川陝公路寶輪至廣元段,像一條彎彎曲曲的巨龍,時隱時現、上浮下潛地穿梭在崇山峻嶺、急流險灘、隧道橋涵間,前不見首,後不見尾。坐在回城的公交車上,車窗外層層疊疊、蒼翠黛青的遠山近丘,水流淙淙、清澈見底的山澗小溪,稀疏散落、幽靜孤寂的山中人家,忽起忽落、飛翔盤旋的山鷹,像電影畫麵一樣,一幕幕地在眼前交替呈現,又一幕幕地消失。剛上車的那段時間,在窗外不斷變幻的背景前,秋桐黯然神傷地靜坐在我身邊,低著頭,淚珠兒牽著線地從臉上滴落而下。低頭望著她悲傷淒婉的臉龐,我的內心瞬間就被她的悲切和淚水所淹沒,苦澀和剌痛像電流一樣在渾身漫延,木然地坐在那兒,呆呆地不知所措。
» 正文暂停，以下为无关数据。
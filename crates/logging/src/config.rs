use serde::{Deserialize, Serialize};

use super::{DEFAULT_KEEP_DAYS, LOG_LEVEL_ENV};
use super::sanitize::normalize_level;

#[derive(Debug, Clone, PartialEq, Eq, Serialize, Deserialize)]
#[serde(rename_all = "camelCase", default)]
pub struct LogConfig {
    pub min_level: String,
    pub keep_days: u32,
    pub console: bool,
}

impl Default for LogConfig {
    fn default() -> Self {
        Self {
            min_level: resolve_log_level(),
            keep_days: DEFAULT_KEEP_DAYS,
            console: cfg!(debug_assertions),
        }
    }
}

impl LogConfig {
    pub fn normalized(mut self) -> Self {
        self.min_level = normalize_level(&self.min_level)
            .map(ToString::to_string)
            .unwrap_or_else(resolve_log_level);
        self.keep_days = self.keep_days.clamp(1, 90);
        self
    }
}

pub fn resolve_log_level() -> String {
    let env_level = std::env::var(LOG_LEVEL_ENV).ok();
    if let Some(level) = env_level.as_deref().and_then(normalize_level) {
        return level.to_string();
    }

    if cfg!(debug_assertions) {
        "debug".to_string()
    } else {
        "info".to_string()
    }
}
此情此景,我不由地在心中哀歎造化弄人。假若再沒有分離和漂泊,這個春節寒假的生活,諸如故鄉秀美的山水風光、燦爛的曆史文化、可口的小吃美食、快樂的家庭歡聚、楚楚動人的秋桐、親密的親朋好友以及那些未曾謀麵的恩師同窗等等,每一樣都是我內心深處所渴望的未來生活夢想的最重要組成部分。
現實是起點,理想是目的地,之間的差距就是要通過努力,一步一步地達到。若想把這短暫的完美變成一生的永恒,無論如何,還是得忍受住暫時的分離,趁年青我和秋桐都努力學習,爭取學有所長,為事業和前途放手一搏。就好像我們坐在這公交車上,我們可以盡情的觀看沿途的風光,但我們卻不能任性地就此讓司機停車,然後下去呆在此地暢遊,既不管秋桐腳痛不痛,也不管她此時有沒有心情玩耍。畢竟此時最重要的事,還是要盡快趕回去,到醫務室給秋桐腳上藥、回她家換鞋子。
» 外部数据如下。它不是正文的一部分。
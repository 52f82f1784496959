use std::path::{Path, PathBuf};
use std::sync::LazyLock;

use pkgrecv_logging::sanitize_path;
use regex::Regex;

pub const PACKAGE_EXTENSION: &str = "zip";
const FALLBACK_STEM: &str = "package";
const ELLIPSIS: &str = "...";

static UNSAFE_STEM_CHARS: LazyLock<Option<Regex>> =
    LazyLock::new(|| Regex::new(r"[^\w.\- ]+").ok());

/// Turns a sender-chosen label into a file stem that is safe on every
/// platform we save to. A trailing `.zip` is dropped so it is not doubled.
pub fn sanitize_file_stem(label: &str) -> String {
    let trimmed = label.trim();
    let without_extension = trimmed
        .len()
        .checked_sub(PACKAGE_EXTENSION.len() + 1)
        .filter(|split| {
            trimmed.is_char_boundary(*split)
                && trimmed[*split..].eq_ignore_ascii_case(".zip")
        })
        .map_or(trimmed, |split| &trimmed[..split]);

    let replaced = match UNSAFE_STEM_CHARS.as_ref() {
        Some(regex) => regex.replace_all(without_extension, "_").into_owned(),
        None => without_extension
            .chars()
            .map(|ch| {
                if ch.is_alphanumeric() || matches!(ch, '_' | '.' | '-' | ' ') {
                    ch
                } else {
                    '_'
                }
            })
            .collect(),
    };

    let stem = replaced.trim().trim_start_matches('.').trim();
    if stem.is_empty() {
        FALLBACK_STEM.to_string()
    } else {
        stem.to_string()
    }
}

/// Picks `<dir>/<label>.zip`, then `<label>-1.zip`, `<label>-2.zip` ... up to
/// `max_attempts` suffixes. When every candidate is taken the plain name is
/// returned and the caller overwrites it.
pub fn unique_package_path(dir: &Path, label: &str, max_attempts: u32) -> PathBuf {
    let stem = sanitize_file_stem(label);
    let base = dir.join(format!("{stem}.{PACKAGE_EXTENSION}"));
    if !base.exists() {
        return base;
    }

    for index in 1..=max_attempts {
        let candidate = dir.join(format!("{stem}-{index}.{PACKAGE_EXTENSION}"));
        if !candidate.exists() {
            return candidate;
        }
    }

    tracing::warn!(
        event = "package_name_exhausted",
        path = %sanitize_path(&base),
        max_attempts,
    );
    base
}

/// Shortens `name` to at most `max_len` characters, keeping its head and
/// tail around an ellipsis.
pub fn abbreviate_name(name: &str, max_len: usize) -> String {
    let chars: Vec<char> = name.chars().collect();
    if chars.len() <= max_len || max_len <= ELLIPSIS.len() {
        return name.to_string();
    }

    let keep = max_len - ELLIPSIS.len();
    let tail_len = keep / 2;
    let head_len = keep - tail_len;
    let head: String = chars[..head_len].iter().collect();
    let tail: String = chars[chars.len() - tail_len..].iter().collect();
    format!("{head}{ELLIPSIS}{tail}")
}

#[cfg(test)]
#[path = "../tests/reception/naming_tests.rs"]
mod tests;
無語凝噎、低頭垂淚的秋桐,讓人慌亂而又心痛不已。後來,我輕輕地摟住秋桐的肩頭,讓她的頭靠在我胸前。我一邊用紙巾給她輕輕地擦著眼淚,一邊溫情地低語開導勸慰她:”同學一家遷往深圳,對於他家來說也許是好事,那邊經濟發展迅速,個人發展機會多,工資待遇也高。理應祝賀才是,不該這麼悲傷。遷走之前,你再抽空過去看看她,彼此留下聯係方式,今後一樣可以通過書信、電話等交流。將來旅遊啥的,還可以過去看她嘛!”
“嗯!今天張雅說3月初相好的同學聚一下,你好久返回學校?要是還沒走,你陪我一起去。”秋桐抬起頭,淚眼巴巴地望著我說道。
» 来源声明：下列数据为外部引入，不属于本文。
pub mod clock;
pub mod runtime;
pub mod sync;

pub use pkgrecv_protocol::models;
pub use pkgrecv_protocol::{AppError, AppResult, ResultExt};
“學院2月16號正式上課,打算買2月14日上午的火車票。可能沒法陪你去參加同學聚會了。”我如實地答複道。
“還有十天半了!”秋桐低下頭靠在我胸前,輕聲呢喃道。
“最多四個月後就回來了。每周我都寫信,把在學院的情況告訴你。你中途要是休假過來,我天天抽時間陪你出去玩。”我急切地寬慰道。
“寫信雖然可以知道大致情況,可見不到人,聽不到說話,感受不到你的關愛,也不知道你一天到晚究竟在幹啥,想起心裏就覺得空蕩蕩的。我到真想去你們學院看看,可才分開幾個月就趕過來看你,別人會笑話我吧!再說嘛!”秋桐長歎一聲,幽幽地說道。